Is There Enough Evidence to Classify Cycloalkyl Amine Substituents as Structural Alerts

2020 
Abstract Basic amine substituents provide several pharmacokinetic benefits relative to acidic and neutral functional groups, and have been extensively utilized as substituents of choice in drug design. On occasions, basic amines have been associated with off-target pharmacology via interactions with aminergic G-protein coupled receptors, ion-channels, kinases, etc. Structural features associated with the promiscuous nature of basic amines have been well-studied, and can be mitigated in a preclinical drug discovery environment. In addition to the undesirable secondary pharmacology, α-carbon oxidation of certain secondary or tertiary cycloalkyl amines can generate electrophilic iminium and aldehyde metabolites, potentially capable of covalent adduction to proteins or DNA. Consequently, cycloalkyl amines have been viewed as structural alerts (SAs), analogous to functional groups such as anilines, furans, thiophenes, etc., which are oxidized to reactive metabolites that generate immunogenic haptens by covalently binding to host proteins.
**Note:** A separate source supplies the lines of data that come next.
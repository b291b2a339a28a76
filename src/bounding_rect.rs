//! Bounding rectangle calculation.
//!
//! Computes the tight axis-aligned bounds of a [`Path`]: every on-curve
//! point plus the interior extrema of each quadratic and cubic segment.
//! Control points that the curve never reaches do not widen the result.

use crate::basics::{Point, Rect};
use crate::curves::{cubic_extrema, eval_cubic, eval_quad, quad_extremum};
use crate::path_storage::{Path, PathVerb};

/// Tight bounds of `path`. An empty path yields an all-zero rectangle.
pub fn path_bounds(path: &Path) -> Rect {
    let Some(&first) = path.points().first() else {
        return Rect::default();
    };
    let mut r = Rect::from_ltrb(first.x, first.y, first.x, first.y);

    for (verb, pts) in path.iter() {
        match verb {
            PathVerb::Move => r.include(pts[0]),
            PathVerb::Line => r.include(pts[1]),
            PathVerb::Quad => {
                let q = [pts[0], pts[1], pts[2]];
                if let Some(t) = quad_extremum(q[0].x, q[1].x, q[2].x) {
                    r.include(eval_quad(&q, t));
                }
                if let Some(t) = quad_extremum(q[0].y, q[1].y, q[2].y) {
                    r.include(eval_quad(&q, t));
                }
                r.include(q[2]);
            }
            PathVerb::Cubic => {
                let c = [pts[0], pts[1], pts[2], pts[3]];
                let tx = cubic_extrema(c[0].x, c[1].x, c[2].x, c[3].x);
                let ty = cubic_extrema(c[0].y, c[1].y, c[2].y, c[3].y);
                for t in tx.iter().chain(ty.iter()).flatten() {
                    r.include(eval_cubic(&c, *t));
                }
                r.include(c[3]);
            }
        }
    }
    r
}

/// Bounds of a plain point list, `None` when it is empty.
pub fn points_bounds(pts: &[Point]) -> Option<Rect> {
    let (first, rest) = pts.split_first()?;
    let mut r = Rect::from_ltrb(first.x, first.y, first.x, first.y);
    for p in rest {
        r.include(*p);
    }
    Some(r)
}

// ============================================================================
// Tests
// ============================================================================

#[cfg(test)]
mod tests {
    use super::*;
    use crate::path_storage::{PathBuilder, PathDirection};

    const EPS: f32 = 1e-3;

    fn rect_close(a: Rect, b: Rect) -> bool {
        (a.left - b.left).abs() < EPS
            && (a.top - b.top).abs() < EPS
            && (a.right - b.right).abs() < EPS
            && (a.bottom - b.bottom).abs() < EPS
    }

    #[test]
    fn test_empty_path() {
        assert_eq!(path_bounds(&Path::new()), Rect::default());
    }

    #[test]
    fn test_polygon_bounds() {
        let path = PathBuilder::new()
            .add_polygon(&[
                Point::new(3.0, 4.0),
                Point::new(-2.0, 9.0),
                Point::new(7.0, 1.0),
            ])
            .build();
        assert_eq!(path_bounds(&path), Rect::from_ltrb(-2.0, 1.0, 7.0, 9.0));
    }

    #[test]
    fn test_quad_bounds_are_tight() {
        // control point at y = 10, curve peaks at y = 5
        let path = PathBuilder::new()
            .move_to(0.0, 0.0)
            .quad_to(5.0, 10.0, 10.0, 0.0)
            .build();
        assert!(rect_close(path_bounds(&path), Rect::from_ltrb(0.0, 0.0, 10.0, 5.0)));
    }

    #[test]
    fn test_cubic_bounds_are_tight() {
        let path = PathBuilder::new()
            .move_to(0.0, 0.0)
            .cubic_to(0.0, 10.0, 10.0, 10.0, 10.0, 0.0)
            .build();
        assert!(rect_close(path_bounds(&path), Rect::from_ltrb(0.0, 0.0, 10.0, 7.5)));
    }

    #[test]
    fn test_circle_bounds() {
        let path = PathBuilder::new()
            .add_circle(Point::new(50.0, 40.0), 10.0, PathDirection::Clockwise)
            .build();
        assert!(rect_close(
            path.bounds(),
            Rect::from_ltrb(40.0, 30.0, 60.0, 50.0)
        ));
    }

    #[test]
    fn test_points_bounds() {
        assert_eq!(points_bounds(&[]), None);
        assert_eq!(
            points_bounds(&[Point::new(1.0, 5.0), Point::new(4.0, 2.0)]),
            Some(Rect::from_ltrb(1.0, 2.0, 4.0, 5.0))
        );
    }
}
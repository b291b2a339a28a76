//! Bitmap shader with nearest-neighbor sampling.
//!
//! Device pixel centers are mapped through the inverse of
//! `device ∘ local` into texel space, each axis is folded by the
//! [`TileMode`] on its own, and the texel at the floored position is
//! returned as is. No filtering.

use crate::color::Pixel;
use crate::error::RenderError;
use crate::rendering_buffer::Bitmap;
use crate::shader::{Shader, ShaderContext, TileMode};
use crate::trans_affine::AffineTransform;

// ============================================================================
// BitmapShader
// ============================================================================

/// Samples a borrowed [`Bitmap`]. `local` maps texel space to user space.
#[derive(Debug, Clone)]
pub struct BitmapShader<'a> {
    bitmap: &'a Bitmap,
    ctx: ShaderContext,
    tile: TileMode,
    opaque: bool,
}

impl<'a> BitmapShader<'a> {
    pub fn new(bitmap: &'a Bitmap, local: AffineTransform, tile: TileMode) -> Result<Self, RenderError> {
        let ctx = ShaderContext::new(local).ok_or(RenderError::SingularTransform)?;
        Ok(Self {
            bitmap,
            ctx,
            tile,
            opaque: !bitmap.is_empty() && bitmap.is_opaque(),
        })
    }

    pub fn bitmap(&self) -> &Bitmap {
        self.bitmap
    }

    pub fn tile_mode(&self) -> TileMode {
        self.tile
    }

    /// Texel for a texel-space position. An empty bitmap yields transparent.
    #[inline]
    pub fn sample(&self, u: f32, v: f32) -> Pixel {
        if self.bitmap.is_empty() {
            return Pixel::TRANSPARENT;
        }
        let ix = self.tile.tile_index(u, self.bitmap.width());
        let iy = self.tile.tile_index(v, self.bitmap.height());
        self.bitmap.pixel(ix, iy)
    }
}

impl Shader for BitmapShader<'_> {
    fn is_opaque(&self) -> bool {
        self.opaque
    }

    fn set_context(&mut self, ctm: &AffineTransform) -> bool {
        self.ctx.update(ctm)
    }

    fn shade_row(&mut self, x: i32, y: i32, row: &mut [Pixel]) {
        let n = row.len();
        for (px, p) in row.iter_mut().zip(self.ctx.row_centers(x, y, n)) {
            *px = self.sample(p.x, p.y);
        }
    }
}

// ============================================================================
// Tests
// ============================================================================

#[cfg(test)]
mod tests {
    use super::*;

    /// 4x2 bitmap whose pixel value encodes its column and row.
    fn checker() -> Bitmap {
        let mut px = Vec::new();
        for y in 0..2u32 {
            for x in 0..4u32 {
                px.push(Pixel(0xFF00_0000 | (y << 8) | x));
            }
        }
        Bitmap::from_pixels(4, 2, px).unwrap()
    }

    fn col(p: Pixel) -> u32 {
        p.0 & 0xFF
    }

    fn row_idx(p: Pixel) -> u32 {
        (p.0 >> 8) & 0xFF
    }

    #[test]
    fn test_identity_sampling() {
        let bm = checker();
        let mut s = BitmapShader::new(&bm, AffineTransform::identity(), TileMode::Clamp).unwrap();
        assert!(s.set_context(&AffineTransform::identity()));
        let mut row = [Pixel(0); 4];
        s.shade_row(0, 1, &mut row);
        assert_eq!(row.map(col), [0, 1, 2, 3]);
        assert!(row.iter().all(|p| row_idx(*p) == 1));
        assert!(s.is_opaque());
    }

    #[test]
    fn test_boundary_columns() {
        let bm = checker();
        let w = bm.width() as f32;
        let clamp = BitmapShader::new(&bm, AffineTransform::identity(), TileMode::Clamp).unwrap();
        let repeat = BitmapShader::new(&bm, AffineTransform::identity(), TileMode::Repeat).unwrap();
        let mirror = BitmapShader::new(&bm, AffineTransform::identity(), TileMode::Mirror).unwrap();
        assert_eq!(col(clamp.sample(w, 0.0)), 3);
        assert_eq!(col(repeat.sample(w, 0.0)), 0);
        assert_eq!(col(mirror.sample(w, 0.0)), 2);
    }

    #[test]
    fn test_axes_tile_independently() {
        let bm = checker();
        let s = BitmapShader::new(&bm, AffineTransform::identity(), TileMode::Repeat).unwrap();
        let p = s.sample(5.5, -0.5);
        assert_eq!(col(p), 1);
        assert_eq!(row_idx(p), 1);
    }

    #[test]
    fn test_local_scale() {
        let bm = checker();
        let mut s = BitmapShader::new(&bm, AffineTransform::scaling(2.0, 2.0), TileMode::Clamp).unwrap();
        assert!(s.set_context(&AffineTransform::identity()));
        let mut row = [Pixel(0); 8];
        s.shade_row(0, 0, &mut row);
        assert_eq!(row.map(col), [0, 0, 1, 1, 2, 2, 3, 3]);
    }

    #[test]
    fn test_ctm_composes_with_local() {
        let bm = checker();
        let mut s = BitmapShader::new(&bm, AffineTransform::translation(10.0, 0.0), TileMode::Clamp).unwrap();
        assert!(s.set_context(&AffineTransform::translation(0.0, 5.0)));
        let mut row = [Pixel(0); 2];
        s.shade_row(11, 6, &mut row);
        assert_eq!(row.map(col), [1, 2]);
        assert!(row.iter().all(|p| row_idx(*p) == 1));
    }

    #[test]
    fn test_singular_and_translucent() {
        let bm = checker();
        assert!(BitmapShader::new(&bm, AffineTransform::scaling(0.0, 1.0), TileMode::Clamp).is_err());

        let see_through = Bitmap::new(2, 2);
        let s = BitmapShader::new(&see_through, AffineTransform::identity(), TileMode::Clamp).unwrap();
        assert!(!s.is_opaque());
    }

    #[test]
    fn test_empty_bitmap_shades_transparent() {
        let empty = Bitmap::new(0, 0);
        let mut s = BitmapShader::new(&empty, AffineTransform::identity(), TileMode::Repeat).unwrap();
        let mut row = [Pixel(5); 3];
        s.shade_row(0, 0, &mut row);
        assert_eq!(row, [Pixel::TRANSPARENT; 3]);
        assert!(!s.is_opaque());
    }
}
Detailed survey of the literature, however, suggests that cases where preclinical or clinical toxicity has been explicitly linked to the metabolic activation of a cycloalkyl amine group are extremely rare. Moreover, there is a distinct possibility for the formation of electrophilic iminium/amino-aldehyde metabolites with numerous cycloalkyl amine-containing marketed drugs, since stable ring cleavage products have been characterized as metabolites in human mass balance studies. In the present work, a critical analysis of the evidence for and against the role of iminium ions/aldehydes as mediators of toxicity is discussed with a special emphasis on often time overlooked detoxication pathways of these reactive species to innocuous metabolites.